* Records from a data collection
=== Section Start ===

//! The date field a host embeds: keystroke path, host path, and the state
//! and messages derived from them.

use std::fmt;

use log::debug;

use crate::{
    CalendarDate, FieldConfig, INVALID_CLASS, VALID_CLASS, ValidationError, normalize,
    validate::{check_bounds, format_error},
};

/// Extra check run on the stored value once it is a valid, in-range date.
/// Returns a message to reject the value.
pub type ValueTest = Box<dyn Fn(&str) -> Option<String>>;

/// Rewrites the stored value after the field has normalized it.
pub type CleanHook = Box<dyn Fn(String) -> String>;

/// The element the field renders into.
pub trait InputSurface {
    /// Assigns the element's text. An element may refuse text it cannot
    /// represent, in which case `text` reads back empty.
    fn set_text(&mut self, text: &str);

    fn text(&self) -> &str;
}

/// A plain text element that shows whatever it is given.
#[derive(Debug, Clone, Default, PartialEq, Eq)]
pub struct TextSurface {
    text: String,
}

impl InputSurface for TextSurface {
    fn set_text(&mut self, text: &str) {
        text.clone_into(&mut self.text);
    }

    fn text(&self) -> &str {
        &self.text
    }
}

#[derive(Debug, Clone, Default, PartialEq, Eq)]
pub enum FieldState {
    #[default]
    Empty,
    /// The mask is not yet filled; nothing is validated.
    PartiallyTyped,
    ValidAccepted(CalendarDate),
    Invalid(ValidationError),
}

pub struct DateField<S = TextSurface> {
    config: FieldConfig,
    surface: S,
    /// Canonical when the text names a real date, otherwise the unmasked text.
    value: String,
    /// The date `value` was normalized from, kept so it is never re-parsed.
    parsed: Option<CalendarDate>,
    state: FieldState,
    should_validate: bool,
    tests: Vec<ValueTest>,
    clean: Option<CleanHook>,
}

impl DateField<TextSurface> {
    pub fn new(config: FieldConfig) -> Self {
        Self::with_surface(config, TextSurface::default())
    }
}

impl<S: InputSurface> DateField<S> {
    pub fn with_surface(config: FieldConfig, surface: S) -> Self {
        Self {
            config,
            surface,
            value: String::new(),
            parsed: None,
            state: FieldState::Empty,
            should_validate: false,
            tests: Vec::new(),
            clean: None,
        }
    }

    /// Adds a check that runs after the built-in date check passes. Checks
    /// run in the order added and the first message wins.
    #[must_use]
    pub fn with_test(mut self, test: impl Fn(&str) -> Option<String> + 'static) -> Self {
        self.tests.push(Box::new(test));
        self
    }

    /// Sets a rewrite applied to every stored value after normalization.
    /// Host tests see the rewritten value; the built-in date check does not.
    #[must_use]
    pub fn with_clean(mut self, clean: impl Fn(String) -> String + 'static) -> Self {
        self.clean = Some(Box::new(clean));
        self
    }

    /// Stores `parsed` in canonical form, or `fallback` when there is no date,
    /// then runs the host rewrite.
    fn store(&mut self, parsed: Option<CalendarDate>, fallback: &str) {
        let value = parsed.map_or_else(|| fallback.to_owned(), |date| date.to_string());
        self.value = match &self.clean {
            Some(clean) => clean(value),
            None => value,
        };
        self.parsed = parsed;
    }

    /// Handles the element's text after a keystroke.
    ///
    /// The text is conformed to the mask and stripped of its literals before
    /// parsing. While the mask is incomplete the field stays
    /// `PartiallyTyped` and reports nothing.
    pub fn input(&mut self, text: &str) {
        let mask = self.config.mask();
        let masked = mask.apply(text);
        let complete = mask.is_complete(&masked);
        let raw = mask.unmask(&masked);

        self.surface.set_text(&masked);

        let next = if raw.trim().is_empty() {
            self.value.clear();
            self.parsed = None;
            FieldState::Empty
        } else if complete {
            self.store(normalize::parse(&raw, self.config.format()), &raw);
            self.evaluate()
        } else {
            self.store(None, &raw);
            FieldState::PartiallyTyped
        };
        self.transition(next);
    }

    /// Assigns a value from the host, in the display format or canonical form.
    ///
    /// The element is given the display rendering. If it refuses that text
    /// (a native date element only takes canonical dates), the canonical
    /// value is written instead so the element never shows stale text.
    pub fn set_value(&mut self, raw: &str) {
        let parsed = normalize::parse_canonical_first(raw, self.config.format());
        let display = parsed.map_or_else(
            || raw.to_owned(),
            |date| self.config.format().format(&date),
        );
        self.store(parsed, raw);

        self.surface.set_text(&display);
        if self.surface.text().is_empty() && !self.value.is_empty() {
            debug!(
                "surface refused {display:?}, writing canonical {:?}",
                self.value
            );
            self.surface.set_text(&self.value);
        }

        let next = self.evaluate();
        if !matches!(next, FieldState::Invalid(_)) {
            self.should_validate = true;
        }
        self.transition(next);
    }

    /// The user left the field; messages and the class hook become visible.
    pub fn blur(&mut self) {
        if !self.value.is_empty() {
            self.should_validate = true;
        }
    }

    /// Reassigns the lower bound and re-validates a fully typed value.
    pub fn set_min(&mut self, min: Option<String>) {
        self.config.set_min(min);
        self.revalidate();
    }

    /// Reassigns the upper bound and re-validates a fully typed value.
    pub fn set_max(&mut self, max: Option<String>) {
        self.config.set_max(max);
        self.revalidate();
    }

    fn revalidate(&mut self) {
        if matches!(
            self.state,
            FieldState::ValidAccepted(_) | FieldState::Invalid(_)
        ) {
            let next = self.evaluate();
            self.transition(next);
        }
    }

    fn evaluate(&self) -> FieldState {
        if self.value.trim().is_empty() {
            return FieldState::Empty;
        }
        let checked = self
            .parsed
            .ok_or_else(|| format_error(&self.config))
            .and_then(|date| check_bounds(date, &self.config));
        match checked {
            Ok(date) => match self.tests.iter().find_map(|test| test(&self.value)) {
                Some(message) => FieldState::Invalid(ValidationError::Custom(message)),
                None => FieldState::ValidAccepted(date),
            },
            Err(err) => FieldState::Invalid(err),
        }
    }

    fn transition(&mut self, next: FieldState) {
        if self.state != next {
            debug!("date field {:?} -> {:?}", self.state, next);
            self.state = next;
        }
    }

    pub const fn config(&self) -> &FieldConfig {
        &self.config
    }

    pub const fn surface(&self) -> &S {
        &self.surface
    }

    pub const fn state(&self) -> &FieldState {
        &self.state
    }

    /// The stored value: canonical `YYYY-MM-DD` for a real date, otherwise
    /// the unmasked text. `None` when the field is empty.
    pub fn value(&self) -> Option<&str> {
        (!self.value.is_empty()).then_some(self.value.as_str())
    }

    /// The accepted date, if the field holds one.
    pub const fn date(&self) -> Option<CalendarDate> {
        match self.state {
            FieldState::ValidAccepted(date) => Some(date),
            _ => None,
        }
    }

    /// What the element currently shows.
    pub fn display_text(&self) -> &str {
        self.surface.text()
    }

    /// Empty and accepted fields are valid; partial and rejected ones are not.
    pub const fn is_valid(&self) -> bool {
        matches!(
            self.state,
            FieldState::Empty | FieldState::ValidAccepted(_)
        )
    }

    pub const fn should_validate(&self) -> bool {
        self.should_validate
    }

    /// The current error, whether or not it is shown yet.
    pub fn error_message(&self) -> Option<&str> {
        match &self.state {
            FieldState::Invalid(err) => Some(err.message()),
            _ => None,
        }
    }

    /// The error to show next to the field.
    pub fn visible_message(&self) -> Option<&str> {
        self.error_message().filter(|_| self.should_validate)
    }

    /// Class for the element reflecting validity; empty until validation is shown.
    pub const fn input_class(&self) -> &'static str {
        if !self.should_validate {
            return "";
        }
        match self.state {
            FieldState::ValidAccepted(_) => VALID_CLASS,
            FieldState::Invalid(_) => INVALID_CLASS,
            FieldState::Empty | FieldState::PartiallyTyped => "",
        }
    }

    pub fn placeholder(&self) -> &str {
        self.config.placeholder()
    }

    pub fn formatted_min(&self) -> Option<String> {
        self.config.formatted_min()
    }

    pub fn formatted_max(&self) -> Option<String> {
        self.config.formatted_max()
    }

    /// Canonical lower bound for the element's `min` attribute.
    pub fn input_min(&self) -> Option<String> {
        self.config.input_min()
    }

    /// Canonical upper bound for the element's `max` attribute.
    pub fn input_max(&self) -> Option<String> {
        self.config.input_max()
    }
}

impl<S: fmt::Debug> fmt::Debug for DateField<S> {
    fn fmt(&self, f: &mut fmt::Formatter<'_>) -> fmt::Result {
        f.debug_struct("DateField")
            .field("config", &self.config)
            .field("surface", &self.surface)
            .field("value", &self.value)
            .field("parsed", &self.parsed)
            .field("state", &self.state)
            .field("should_validate", &self.should_validate)
            .field("tests", &self.tests.len())
            .field("clean", &self.clean.is_some())
            .finish()
    }
}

=== Section End ===

* ABOUT THIS TASK
The lines from the beginning of the records through the line containing "pub type CleanHook" should be reproduced exactly. Include nothing else.

* EXERCISE RESULT
//! The date field a host embeds: keystroke path, host path, and the state
//! and messages derived from them.

use std::fmt;

use log::debug;

use crate::{
    CalendarDate, FieldConfig, INVALID_CLASS, VALID_CLASS, ValidationError, normalize,
    validate::{check_bounds, format_error},
};

/// Extra check run on the stored value once it is a valid, in-range date.
/// Returns a message to reject the value.
pub type ValueTest = Box<dyn Fn(&str) -> Option<String>>;

/// Rewrites the stored value after the field has normalized it.
pub type CleanHook = Box<dyn Fn(String) -> String>;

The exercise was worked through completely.